# Subwoofer Xplod en parlante



## marck272004 (Jun 11, 2010)

Hola estimados amigos, tengo un par de Subwoofers Sony Xplod Xs-L100 P5h los cuales tengo muchas ganas de ponerlos en unas buenas cajas e instalarlos conectado a un amplificador transistorizado que gracias a los amigos del foro he construido, pero tengo algunas dudas , que pasa con la respuesta de frecuencias, si me sirve o la orientación de estos equipos son netamente para Car Audio , puedo ponerlos en unas cajas con crossover y con twitters??

esperando una buena acogida me despido muy cordialmente..


----------



## HADES (Jun 11, 2010)

marck272004 dijo:


> Hola estimados amigos, tengo un par de Subwoofers Sony Xplod Xs-L100 P5h los cuales tengo muchas ganas de ponerlos en unas buenas cajas e instalarlos conectado a un amplificador transistorizado que gracias a los amigos del foro he construido, pero tengo algunas dudas , que pasa con la respuesta de frecuencias, si me sirve o la orientación de estos equipos son netamente para Car Audio , puedo ponerlos en unas cajas con crossover y con twitters??
> 
> esperando una buena acogida me despido muy cordialmente..
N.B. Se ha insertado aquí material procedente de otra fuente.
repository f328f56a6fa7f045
use sea_orm_migration::prelude::*;

mod m20240101_initial;

pub struct Migrator;

#[async_trait::async_trait]
impl MigratorTrait for Migrator {
    fn migrations() -> Vec<Box<dyn MigrationTrait>> {
        vec![Box::new(m20240101_initial::Migration)]
    }
}
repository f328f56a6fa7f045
use axum::{
    Form,
    extract::{Multipart, State, multipart::Field, rejection::FormRejection},
    response::{IntoResponse, Response},
};
use serde::Deserialize;
use std::sync::Arc;
use tower_sessions::Session;

use super::views::{RenewTemplate, StatusTemplate, render_template};
use super::{WebError, flash};
use crate::models::renewal::{RenewalSubmission, UploadedDocument};
use crate::services::RenewalError;
use crate::state::AppState;

pub const SUBMITTED: &str = "Renewal request submitted successfully!";
pub const USER_NOT_FOUND: &str = "User not found. Please register first.";

#[derive(Deserialize)]
pub struct StatusForm {
    pub email: String,
}

/// GET /renew
pub async fn renew_page(session: Session) -> Result<Response, WebError> {
    let flashes = flash::take(&session).await?;
    Ok(render_template(RenewTemplate { flashes })?.into_response())
}

/// POST /renew
pub async fn renew(
    State(state): State<Arc<AppState>>,
    session: Session,
    multipart: Multipart,
) -> Result<Response, WebError> {
    let submission = read_submission(multipart).await?;

    let message = match state.renewals.submit(submission).await {
        Ok(_) => SUBMITTED,
        Err(RenewalError::UserNotFound(_)) => USER_NOT_FOUND,
        Err(e) => return Err(e.into()),
    };

    let flashes = flash::take_with(&session, message).await?;
    Ok(render_template(RenewTemplate { flashes })?.into_response())
}

/// GET /status
pub async fn status_page(session: Session) -> Result<Response, WebError> {
    let flashes = flash::take(&session).await?;
    Ok(render_template(StatusTemplate {
        flashes,
        status_message: String::new(),
    })?
    .into_response())
}

/// POST /status
pub async fn status(
    State(state): State<Arc<AppState>>,
    session: Session,
    form: Result<Form<StatusForm>, FormRejection>,
) -> Result<Response, WebError> {
    let Form(form) = form.map_err(|e| WebError::bad_request(e.body_text()))?;

    let lookup = state.renewals.check_status(&form.email).await?;

    let flashes = flash::take(&session).await?;
    Ok(render_template(StatusTemplate {
        flashes,
        status_message: lookup.message(),
    })?
    .into_response())
}

async fn read_submission(mut multipart: Multipart) -> Result<RenewalSubmission, WebError> {
    let mut name = None;
    let mut old_pass_number = None;
    let mut id_proof = None;
    let mut old_pass_copy = None;

    while let Some(field) = multipart.next_field().await? {
        match field.name() {
            Some("name") => name = Some(read_text(field).await?),
            Some("old_pass_no") => old_pass_number = Some(read_text(field).await?),
            Some("id_proof") => id_proof = read_document(field).await?,
            Some("old_pass_copy") => old_pass_copy = read_document(field).await?,
            _ => {}
        }
    }

    Ok(RenewalSubmission {
        name: name.ok_or_else(|| WebError::bad_request("Missing form field: name"))?,
        old_pass_number: old_pass_number
            .ok_or_else(|| WebError::bad_request("Missing form field: old_pass_no"))?,
        id_proof: id_proof.ok_or_else(|| WebError::bad_request("Missing file: id_proof"))?,
        old_pass_copy,
    })
}

async fn read_text(field: Field<'_>) -> Result<String, WebError> {
    Ok(field.text().await?)
}

/// A file part without a file name is treated as no file at all.
async fn read_document(field: Field<'_>) -> Result<Option<UploadedDocument>, WebError> {
    let Some(file_name) = field
        .file_name()
        .map(str::to_string)
        .filter(|name| !name.is_empty())
    else {
        return Ok(None);
    };

    let bytes = field.bytes().await?;

    Ok(Some(UploadedDocument {
        file_name,
        bytes: bytes.to_vec(),
    }))
}
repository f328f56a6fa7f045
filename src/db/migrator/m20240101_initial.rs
use crate::entities::admins;
use crate::entities::prelude::*;
use sea_orm_migration::prelude::*;
use sea_orm_migration::sea_orm::Schema;
use sea_orm_migration::sea_query::{OnConflict, Query};

#[derive(DeriveMigrationName)]
pub struct Migration;

pub const DEFAULT_ADMIN_USERNAME: &str = "admin";
pub const DEFAULT_ADMIN_PASSWORD: &str = "admin123";

#[async_trait::async_trait]
impl MigrationTrait for Migration {
    async fn up(&self, manager: &SchemaManager) -> Result<(), DbErr> {
        let backend = manager.get_database_backend();
        let schema = Schema::new(backend);

        manager
            .create_table(
                schema
                    .create_table_from_entity(Users)
                    .if_not_exists()
                    .to_owned(),
            )
            .await?;

        manager
            .create_table(
                schema
                    .create_table_from_entity(RenewalRequests)
                    .if_not_exists()
                    .to_owned(),
            )
            .await?;

        manager
            .create_table(
                schema
                    .create_table_from_entity(Admins)
                    .if_not_exists()
                    .to_owned(),
            )
            .await?;

        let seed = Query::insert()
            .into_table(Admins)
            .columns([admins::Column::Username, admins::Column::Password])
            .values_panic([DEFAULT_ADMIN_USERNAME.into(), DEFAULT_ADMIN_PASSWORD.into()])
            .on_conflict(
                OnConflict::column(admins::Column::Username)
                    .do_nothing()
                    .to_owned(),
            )
            .to_owned();

        manager.exec_stmt(seed).await?;

        Ok(())
    }

    async fn down(&self, manager: &SchemaManager) -> Result<(), DbErr> {
        manager
            .drop_table(Table::drop().table(RenewalRequests).to_owned())
            .await?;
        manager
            .drop_table(Table::drop().table(Admins).to_owned())
            .await?;
        manager
            .drop_table(Table::drop().table(Users).to_owned())
            .await?;

        Ok(())
    }
}
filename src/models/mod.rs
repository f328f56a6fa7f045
pub mod renewal;
pub mod user;
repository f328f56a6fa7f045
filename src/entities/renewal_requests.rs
use sea_orm::entity::prelude::*;

#[derive(Clone, Debug, PartialEq, Eq, DeriveEntityModel)]
#[sea_orm(table_name = "renewal_requests")]
pub struct Model {
    #[sea_orm(primary_key)]
    pub id: i32,

    pub user_id: i32,

    pub old_pass_number: String,

    pub id_proof_path: String,

    /// Empty when no copy of the old pass was uploaded.
    pub old_pass_copy_path: String,

    /// Free text; `Pending`, `Approved` or `Rejected` in normal use.
    #[sea_orm(default_value = "Pending")]
    pub status: String,

    /// RFC 3339, UTC, microsecond precision.
    pub created_at: String,
}

#[derive(Copy, Clone, Debug, EnumIter, DeriveRelation)]
pub enum Relation {
    #[sea_orm(
        belongs_to = "super::users::Entity",
        from = "Column::UserId",
        to = "super::users::Column::Id",
        on_update = "NoAction",
        on_delete = "NoAction"
    )]
    Users,
}

impl Related<super::users::Entity> for Entity {
    fn to() -> RelationDef {
        Relation::Users.def()
    }
}

impl ActiveModelBehavior for ActiveModel {}
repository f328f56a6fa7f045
use std::sync::Arc;

use crate::config::Config;
use crate::db::Store;
use crate::services::{AccountService, RenewalService, SeaOrmAccountService, SeaOrmRenewalService};
use crate::uploads::UploadStore;

/// Everything a request handler can reach. Built once at startup and
/// shared behind an `Arc`.
#[derive(Clone)]
pub struct AppState {
    pub config: Arc<Config>,

    pub store: Store,

    pub accounts: Arc<dyn AccountService>,

    pub renewals: Arc<dyn RenewalService>,
}

impl AppState {
    /// Opens the database (applying migrations) and creates the upload
    /// directory.
    pub async fn new(config: Config) -> anyhow::Result<Self> {
        let store = Store::with_pool_options(
            &config.general.database_path,
            config.general.max_db_connections,
            config.general.min_db_connections,
        )
        .await?;

        let uploads = UploadStore::new(&config.uploads.upload_dir);
        uploads.ensure_exists().await?;

        Ok(Self::with_store(config, store, uploads))
    }

    #[must_use]
    pub fn with_store(config: Config, store: Store, uploads: UploadStore) -> Self {
        let accounts: Arc<dyn AccountService> = Arc::new(SeaOrmAccountService::new(store.clone()));
        let renewals: Arc<dyn RenewalService> =
            Arc::new(SeaOrmRenewalService::new(store.clone(), uploads));

        Self {
            config: Arc::new(config),
            store,
            accounts,
            renewals,
        }
    }
}
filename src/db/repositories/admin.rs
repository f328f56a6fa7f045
use anyhow::{Context, Result};
use sea_orm::{ColumnTrait, DatabaseConnection, EntityTrait, PaginatorTrait, QueryFilter};

use crate::entities::{admins, prelude::*};

pub struct AdminRepository {
    conn: DatabaseConnection,
}

impl AdminRepository {
    #[must_use]
    pub const fn new(conn: DatabaseConnection) -> Self {
        Self { conn }
    }

    /// Exact match on username and password.
    pub async fn verify_credentials(&self, username: &str, password: &str) -> Result<bool> {
        let admin = Admins::find()
            .filter(admins::Column::Username.eq(username))
            .filter(admins::Column::Password.eq(password))
            .one(&self.conn)
            .await
            .context("Failed to query admin credentials")?;

        Ok(admin.is_some())
    }

    pub async fn count(&self) -> Result<u64> {
        Admins::find()
            .count(&self.conn)
            .await
            .context("Failed to count admins")
    }
}
use anyhow::{Context, Result};
use chrono::{SecondsFormat, Utc};
use sea_orm::sea_query::Expr;
use sea_orm::{
    ColumnTrait, DatabaseConnection, EntityTrait, JoinType, PaginatorTrait, QueryFilter,
    QueryOrder, QuerySelect, RelationTrait, Set,
};

use crate::entities::{prelude::*, renewal_requests, users};
use crate::models::renewal::{DashboardRow, NewRenewalRequest, RenewalRequest, RenewalStatus};

pub struct RenewalRepository {
    conn: DatabaseConnection,
}

impl RenewalRepository {
    #[must_use]
    pub const fn new(conn: DatabaseConnection) -> Self {
        Self { conn }
    }

    pub async fn create(&self, request: &NewRenewalRequest) -> Result<RenewalRequest> {
        let now = Utc::now().to_rfc3339_opts(SecondsFormat::Micros, true);

        let active_model = renewal_requests::ActiveModel {
            user_id: Set(request.user_id),
            old_pass_number: Set(request.old_pass_number.clone()),
            id_proof_path: Set(request.id_proof_path.clone()),
            old_pass_copy_path: Set(request.old_pass_copy_path.clone().unwrap_or_default()),
            status: Set(RenewalStatus::default().to_string()),
            created_at: Set(now.clone()),
            ..Default::default()
        };

        let res = RenewalRequests::insert(active_model)
            .exec(&self.conn)
            .await
            .context("Failed to insert renewal request")?;

        Ok(RenewalRequest {
            id: res.last_insert_id,
            user_id: request.user_id,
            old_pass_number: request.old_pass_number.clone(),
            id_proof_path: request.id_proof_path.clone(),
            old_pass_copy_path: request.old_pass_copy_path.clone(),
            status: RenewalStatus::default().to_string(),
            created_at: now,
        })
    }

    pub async fn get(&self, id: i32) -> Result<Option<RenewalRequest>> {
        let request = RenewalRequests::find_by_id(id)
            .one(&self.conn)
            .await
            .context("Failed to query renewal request")?;

        Ok(request.map(RenewalRequest::from))
    }

    /// Most recent request for a user. Requests created within the same
    /// microsecond fall back to insertion order.
    pub async fn latest_for_user(&self, user_id: i32) -> Result<Option<RenewalRequest>> {
        let request = RenewalRequests::find()
            .filter(renewal_requests::Column::UserId.eq(user_id))
            .order_by_desc(renewal_requests::Column::CreatedAt)
            .order_by_desc(renewal_requests::Column::Id)
            .one(&self.conn)
            .await
            .context("Failed to query latest renewal request")?;

        Ok(request.map(RenewalRequest::from))
    }

    pub async fn list_for_user(&self, user_id: i32) -> Result<Vec<RenewalRequest>> {
        let requests = RenewalRequests::find()
            .filter(renewal_requests::Column::UserId.eq(user_id))
            .order_by_asc(renewal_requests::Column::Id)
            .all(&self.conn)
            .await
            .context("Failed to list renewal requests for user")?;

        Ok(requests.into_iter().map(RenewalRequest::from).collect())
    }

    /// Every request joined with its owner's name. Requests whose owner no
    /// longer exists are left out.
    pub async fn list_with_owner(&self) -> Result<Vec<DashboardRow>> {
        let rows = RenewalRequests::find()
            .select_only()
            .column_as(renewal_requests::Column::Id, "id")
            .column_as(users::Column::Name, "name")
            .column_as(renewal_requests::Column::OldPassNumber, "old_pass_number")
            .column_as(renewal_requests::Column::Status, "status")
            .join(JoinType::InnerJoin, renewal_requests::Relation::Users.def())
            .order_by_asc(renewal_requests::Column::Id)
            .into_model::<DashboardRow>()
            .all(&self.conn)
            .await
            .context("Failed to list renewal requests")?;

        Ok(rows)
    }

    /// Overwrite the status verbatim. Returns the number of rows touched.
    pub async fn update_status(&self, id: i32, status: &str) -> Result<u64> {
        let res = RenewalRequests::update_many()
            .col_expr(renewal_requests::Column::Status, Expr::value(status))
            .filter(renewal_requests::Column::Id.eq(id))
            .exec(&self.conn)
            .await
            .context("Failed to update renewal status")?;

        Ok(res.rows_affected)
    }

    pub async fn count(&self) -> Result<u64> {
        RenewalRequests::find()
            .count(&self.conn)
            .await
            .context("Failed to count renewal requests")
    }
}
Hola marck podrias poner tus dudas en este apartado hoy por el mundial anda de los mas inusualmente inactivo creo solo ando por aqui hay que esperar tal vez un poco y chequear de vez en cuandoero casi siempre hay acitividad!!

https://www.forosdeelectronica.com/f32/fotos-bafles-hechos-casa-6031/

SONIUS


----------